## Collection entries
=====

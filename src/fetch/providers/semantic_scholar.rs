// src/fetch/providers/semantic_scholar.rs
use async_trait::async_trait;
use reqwest::Client;
use serde::Deserialize;

use crate::error::ProviderError;
use crate::fetch::types::{AcquisitionTask, Payload, Provider};
use crate::sanitize::{validate_source_url, Provenance, Sanitizer};

pub const PROVIDER: &str = "semantic_scholar";
pub const ENDPOINT: &str = "https://api.semanticscholar.org/graph/v1/paper/search";
pub const FIELDS: &str = "title,abstract,url,year,venue,authors,citationCount,openAccessPdf";

/// Abstracts at least this long are used as the paper body directly;
/// shorter ones make the pipeline try the full text.
pub const MIN_ABSTRACT_CHARS: usize = 200;

#[derive(Clone)]
pub struct SemanticScholar {
    client: Client,
    api_key: Option<String>,
    endpoint: String,
    limit: usize,
}

impl std::fmt::Debug for SemanticScholar {
    fn fmt(&self, f: &mut std::fmt::Formatter<'_>) -> std::fmt::Result {
        f.debug_struct("SemanticScholar")
            .field("endpoint", &self.endpoint)
            .field("keyed", &self.api_key.is_some())
            .field("limit", &self.limit)
            .finish()
    }
}

impl SemanticScholar {
    pub fn new(client: Client, api_key: Option<String>) -> Self {
        Self {
            client,
            api_key,
            endpoint: ENDPOINT.to_string(),
            limit: 10,
        }
    }

    pub fn with_endpoint(mut self, endpoint: impl Into<String>) -> Self {
        self.endpoint = endpoint.into();
        self
    }

    pub fn with_limit(mut self, limit: usize) -> Self {
        self.limit = limit.max(1);
        self
    }
}

#[async_trait]
impl Provider for SemanticScholar {
    async fn fetch(&self, task: &AcquisitionTask) -> Result<Payload, ProviderError> {
        let limit = self.limit.to_string();
        let mut request = self.client.get(&self.endpoint).query(&[
            ("query", task.identifier.as_str()),
            ("limit", limit.as_str()),
            ("fields", FIELDS),
        ]);
        if let Some(key) = &self.api_key {
            request = request.header("x-api-key", key);
        }
        super::send(request).await
    }

    fn name(&self) -> &str {
        PROVIDER
    }
}

#[derive(Debug, Deserialize, Default)]
struct SearchResponse {
    #[serde(default)]
    data: Vec<RawPaper>,
}

#[derive(Debug, Deserialize)]
#[serde(rename_all = "camelCase")]
struct RawPaper {
    title: Option<String>,
    #[serde(rename = "abstract")]
    abstract_text: Option<String>,
    url: Option<String>,
    year: Option<i32>,
    venue: Option<String>,
    #[serde(default)]
    authors: Vec<RawAuthor>,
    citation_count: Option<u64>,
    open_access_pdf: Option<RawPdf>,
}

#[derive(Debug, Deserialize)]
struct RawAuthor {
    name: Option<String>,
}

#[derive(Debug, Deserialize)]
struct RawPdf {
    url: Option<String>,
}

/// Whitelisted paper metadata.
#[derive(Debug, Clone, PartialEq)]
pub struct Paper {
    pub title: String,
    pub abstract_text: Option<String>,
    /// Open-access PDF if available, else the landing page.
    pub url: Option<String>,
    pub year: Option<i32>,
    pub venue: Option<String>,
    pub citations: u64,
    pub authors: Vec<String>,
    pub open_access: bool,
}

impl Paper {
    pub fn has_substantial_abstract(&self) -> bool {
        self.abstract_text
            .as_deref()
            .is_some_and(|a| a.chars().count() >= MIN_ABSTRACT_CHARS)
    }

    /// Stable identifier used to correlate the paper with its record.
    pub fn source_id(&self) -> String {
        self.url
            .clone()
            .unwrap_or_else(|| format!("{PROVIDER}:{}", self.title.to_lowercase()))
    }

    pub fn provenance(&self, round: u32) -> Provenance {
        Provenance {
            provider: PROVIDER.to_string(),
            round,
            url: self.url.clone(),
            content_type: "application/json".to_string(),
            title: Some(self.title.clone()),
            year: self.year,
            venue: self.venue.clone(),
            citations: Some(self.citations),
            authors: self.authors.clone(),
            open_access: Some(self.open_access),
            ..Provenance::default()
        }
    }
}

/// Extract papers with at least `min_citations` citations (missing counts as 0).
pub fn parse_papers(payload: &Payload, min_citations: u64, sanitizer: &Sanitizer) -> Vec<Paper> {
    let parsed: SearchResponse = match serde_json::from_slice(&payload.bytes) {
        Ok(v) => v,
        Err(e) => {
            tracing::warn!(target: "fetch", provider = PROVIDER, error = %e, "unparseable paper search response");
            return Vec::new();
        }
    };
    parsed
        .data
        .into_iter()
        .filter_map(|p| {
            let citations = p.citation_count.unwrap_or(0);
            if citations < min_citations {
                tracing::debug!(
                    target: "fetch",
                    title = p.title.as_deref().unwrap_or("?"),
                    citations,
                    "paper below citation threshold"
                );
                return None;
            }
            let pdf = p
                .open_access_pdf
                .as_ref()
                .and_then(|o| o.url.as_deref())
                .and_then(validate_source_url);
            let open_access = p.open_access_pdf.is_some();
            let url = pdf.or_else(|| p.url.as_deref().and_then(validate_source_url));
            let title = p
                .title
                .map(|t| sanitizer.sanitize_field(&t, 300))
                .filter(|t| !t.is_empty())
                .unwrap_or_else(|| "No Title".to_string());
            Some(Paper {
                title,
                abstract_text: p.abstract_text.filter(|a| !a.trim().is_empty()),
                url,
                year: p.year,
                venue: p.venue.filter(|v| !v.trim().is_empty()),
                citations,
                authors: p.authors.into_iter().filter_map(|a| a.name).collect(),
                open_access,
            })
        })
        .collect()
}

#[cfg(test)]
mod tests {
    use super::*;

    const BODY: &str = r#"{"total": 3, "data": [
        {"title": "Grid storage", "abstract": "Short.", "url": "https://www.semanticscholar.org/paper/1",
         "year": 2021, "venue": "Energy", "authors": [{"name": "A. Author"}, {"name": null}],
         "citationCount": 12, "openAccessPdf": {"url": "https://arxiv.org/pdf/1.pdf"}},
        {"title": "Obscure", "citationCount": 1},
        {"title": "No count"}
    ]}"#;

    #[test]
    fn citation_threshold_and_best_url() {
        let papers = parse_papers(&Payload::new(BODY, "application/json"), 3, &Sanitizer::default());
        assert_eq!(papers.len(), 1);
        let p = &papers[0];
        assert_eq!(p.url.as_deref(), Some("https://arxiv.org/pdf/1.pdf"));
        assert!(p.open_access);
        assert_eq!(p.authors, vec!["A. Author".to_string()]);
        assert!(!p.has_substantial_abstract());
        assert_eq!(p.provenance(2).citations, Some(12));

        let all = parse_papers(&Payload::new(BODY, "application/json"), 0, &Sanitizer::default());
        assert_eq!(all.len(), 3);
        assert!(all[2].url.is_none());
        assert_eq!(all[2].source_id(), "semantic_scholar:no count");
    }
}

=====

## ACTION ITEM
Every line above with the string "parsed" in it needs to be copied.

## TASK ANSWER
    let parsed: SearchResponse = match serde_json::from_slice(&payload.bytes) {
    parsed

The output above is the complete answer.